Is the Trinity One “What” and Three “Who’s”?

James White summarizes the Christian doctrine of the Trinity this way:

Within the one Being that is God, there exists eternally three coequal and coeternal persons, namely, the Father, the Son, and the Holy Spirit. (The Forgotten Trinity, 26)

He goes on to talk about how important it is that we distinguish Being from person.

Note immediately that we are not saying there are three Beings that are one Being, or three persons that are one person. Such would be self-contradictory. I emphasize this because, most often, this is the misrepresentation of the doctrine that is commonly found in the literature of various religions that deny the Trinity. (27)

He then paraphrases the teaching of Hank Hanegraaff, who “has often expressed this point in a wonderfully simple and clear way”:

When speaking of the Trinity, we need to realize that we are talking about one what and three who’s. The one what is the Being or essence of God; the three who’s are the Father, Son, and Spirit. We dare not mix up the what’s and who’s regarding the Trinity. (27)

This expression of the orthodox doctrine of the Trinity is probably the norm among conservative evangelicals, but I have a growing dissatisfaction with it. In my view, it lends itself too easily to the view that the Trinity is merely a society of three divine persons, whose oneness goes no further than the abstract nature they share in common.

Responding to some of the faulty implications to which the traditional expression may lend itself (and defending Van Til’s view against the contention that it is logically contradictory), John Frame helpfully summarizes Van Til’s view of the Trinity this way:

[In his doctrine of the Trinity,] Van Til is considering the implications of another statement, universally recognized as orthodox, that “each of the persons of the Godhead is co-terminous with the being of the Godhead.”1 That is to say, each of the persons is fully God, possessing all divine attributes. The persons are not parts of God, as though one could act without the others acting along with him. “God’s being presents an absolute numerical identity.”2 He is one “being,” not three; the three partake of one “essence.”

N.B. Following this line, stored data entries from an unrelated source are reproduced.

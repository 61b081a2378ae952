//! Output formatting for flowsift results.
//!
//! Supports two output formats:
//! - Pretty: colored terminal output for human readability
//! - JSON: structured output for programmatic consumption

use colored::*;
use serde::{Deserialize, Serialize};

use crate::rules::{Finding, RunResult, Severity};

// =============================================================================
// JSON Format
// =============================================================================

/// Top-level JSON report structure. The schema is stable; hosts parse it.
#[derive(Serialize, Deserialize)]
pub struct JsonReport {
    pub version: String,
    pub path: String,
    pub policy: String,
    pub passed: bool,
    pub units_scanned: usize,
    pub findings: Vec<JsonFinding>,
    #[serde(default, skip_serializing_if = "Vec::is_empty")]
    pub suppressed: Vec<JsonFinding>,
    pub suppressed_count: usize,
}

/// JSON finding structure.
#[derive(Serialize, Deserialize)]
pub struct JsonFinding {
    pub rule: String,
    pub severity: String,
    pub path: String,
    pub line: usize,
    pub column: usize,
    pub message: String,
    #[serde(default, skip_serializing_if = "Option::is_none")]
    pub enclosing: Option<String>,
}

fn finding_to_json(f: &Finding) -> JsonFinding {
    JsonFinding {
        rule: f.rule.clone(),
        severity: f.severity.to_string(),
        path: f.path.clone(),
        line: f.line,
        column: f.column,
        message: f.message.clone(),
        enclosing: f.enclosing.clone(),
    }
}

/// Build the JSON report for a run.
pub fn build_json(path: &str, policy_path: &str, result: &RunResult) -> JsonReport {
    JsonReport {
        version: env!("CARGO_PKG_VERSION").to_string(),
        path: path.to_string(),
        policy: policy_path.to_string(),
        passed: !result.has_errors(),
        units_scanned: result.scanned,
        findings: result.findings.iter().map(finding_to_json).collect(),
        suppressed: result.suppressed.iter().map(finding_to_json).collect(),
        suppressed_count: result.suppressed.len(),
    }
}

/// Write results in JSON format.
pub fn write_json(path: &str, policy_path: &str, result: &RunResult) -> anyhow::Result<()> {
    let report = build_json(path, policy_path, result);
    let json = serde_json::to_string_pretty(&report)?;
    println!("{}", json);
    Ok(())
}

// =============================================================================
// Pretty Format
// =============================================================================

/// Write results in pretty (human-readable) format.
pub fn write_pretty(path: &str, policy_path: &str, result: &RunResult, show_suppressed: bool) {
    // Header
    println!();
    print!("  ");
    print!("{}", "flowsift".cyan().bold());
    println!(" v{}", env!("CARGO_PKG_VERSION"));
    println!();

    print!("  {}", "Scanning: ".dimmed());
    println!("{}", path);
    print!("  {}", "Policy:   ".dimmed());
    println!("{}", policy_path);
    println!();

    // Result summary
    if result.has_errors() {
        print!("  {}", "✗ FAIL".red());
    } else {
        print!("  {}", "✓ PASS".green());
    }
    print!(
        "  {} finding{} in {} unit{}",
        result.findings.len(),
        plural(result.findings.len()),
        result.scanned,
        plural(result.scanned),
    );
    if result.suppressed_count() > 0 {
        print!(
            "  {}",
            format!("({} suppressed)", result.suppressed_count()).dimmed()
        );
    }
    println!();
    println!();

    if !result.findings.is_empty() {
        write_findings(&result.findings);
        println!();
    }

    if show_suppressed && !result.suppressed.is_empty() {
        println!("  {} ({}):", "Suppressed".bold(), result.suppressed.len());
        println!();
        write_findings(&result.suppressed);
        println!();
    }
}

fn plural(n: usize) -> &'static str {
    if n == 1 {
        ""
    } else {
        "s"
    }
}

fn write_findings(findings: &[Finding]) {
    for f in findings {
        write_severity_tag(&f.severity);
        print!("   ");
        print!("{:<16}", f.rule.dimmed());
        print!("{}", f.path.blue());
        if f.line > 0 {
            print!("{}", format!(":{}:{}", f.line, f.column).dimmed());
        }
        if let Some(enclosing) = &f.enclosing {
            print!("  {}", format!("in {}", enclosing).dimmed());
        }
        println!();

        // Message on next line, indented
        println!("            {}", f.message);
        println!();
    }
}

fn write_severity_tag(severity: &Severity) {
    match severity {
        Severity::Error => print!("    {} ", "ERROR".red()),
        Severity::Warning => print!("    {} ", "WARN ".yellow()),
        Severity::Info => print!("    {} ", "INFO ".blue()),
    }
}

#[cfg(test)]
mod tests {
    use super::*;

    fn sample_result() -> RunResult {
        RunResult {
            findings: vec![Finding {
                rule: "aes_key_size".to_string(),
                severity: Severity::Error,
                message: "DoFinal finalizes a block cipher keyed at an insecure key size (AES-128)"
                    .to_string(),
                path: "Crypto.cs".to_string(),
                line: 5,
                column: 1,
                enclosing: Some("Encrypt".to_string()),
            }],
            suppressed: vec![],
            scanned: 1,
        }
    }

    #[test]
    fn test_json_report_fields() {
        let report = build_json("graphs/", "flowsift.yaml", &sample_result());
        assert!(!report.version.is_empty());
        assert!(!report.passed);
        assert_eq!(report.units_scanned, 1);
        assert_eq!(report.findings.len(), 1);
        assert_eq!(report.findings[0].severity, "error");
        assert_eq!(report.findings[0].line, 5);
    }

    #[test]
    fn test_json_field_names_are_stable() {
        let report = build_json("graphs/", "flowsift.yaml", &sample_result());
        let json = serde_json::to_string(&report).unwrap();

        for field in [
            "\"version\"",
            "\"path\"",
            "\"policy\"",
            "\"passed\"",
            "\"units_scanned\"",
            "\"findings\"",
            "\"suppressed_count\"",
            "\"rule\"",
            "\"severity\"",
            "\"line\"",
            "\"column\"",
            "\"message\"",
            "\"enclosing\"",
        ] {
            assert!(json.contains(field), "missing field {}", field);
        }
    }

    #[test]
    fn test_json_roundtrip() {
        let report = build_json("graphs/", "flowsift.yaml", &sample_result());
        let json = serde_json::to_string_pretty(&report).unwrap();
        let parsed: JsonReport = serde_json::from_str(&json).unwrap();
        assert_eq!(parsed.findings.len(), report.findings.len());
        assert_eq!(parsed.passed, report.passed);
    }
}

Now the question becomes, is that one being personal or impersonal? Philosophers have sometimes said that we should distinguish between essence and individuality as follows: Fido, Rover, and Spot are three individuals with a common essence, namely the essence of “dogness” or “doghood.” But “doghood” is an abstraction. You can put Fido on a leash, but you cannot so restrain doghood. Now is it legitimate to understand the Trinity (to be sure, a reality exalted far above the canine realm) according to this model? If so, the persons, Father, Son, and Spirit, would be the individuals, and the divine essence, God, would be an abstraction. But of course this model is entirely inadequate for the Trinity. God is not an abstraction. Nor is he a mere society of three gods, united by common abstract properties.

What is he, then? As we indicated earlier, Van Til’s answer is that God is an “absolute person.” Abstractions are impersonal. God is a concrete, personal reality. Our word is ruled by a person, not an abstract principle. As Van Til says, when God identified himself to us in revelation, “there was not universal being of which he was a particular instance.”3 If the three persons (individually and collectively) exhaust the divine essence (are “co-terminous” with it), then the divine essence itself must be personal. And if God is an absolute person, and his is one, there must be a sense in which he is one person.

. . .

I do believe that when Van Til’s argument is seriously considered, his formulation will not sound so outlandish. Indeed, I believe that the argument is cogent and that the formulation is true. It is also traditional, for it is clearly implied by the doctrine that the divine persons each contain the fullness of God.

3. How, then, do we relate the “one person” to the “three persons”? Van Til asserts that “this is a mystery beyond our comprehension.”4 Indeed! But he does not say that the two assertions are contradictory. Are they in fact contradictory? That may seem obvious, but in fact it is not necessarily the case. Anybody who has studied logic knows that something can be both A and not-A if the two A’s have different senses. In this case, God can clearly be both one person and not-one person, if the meaning of “person” changes somewhat between the two uses.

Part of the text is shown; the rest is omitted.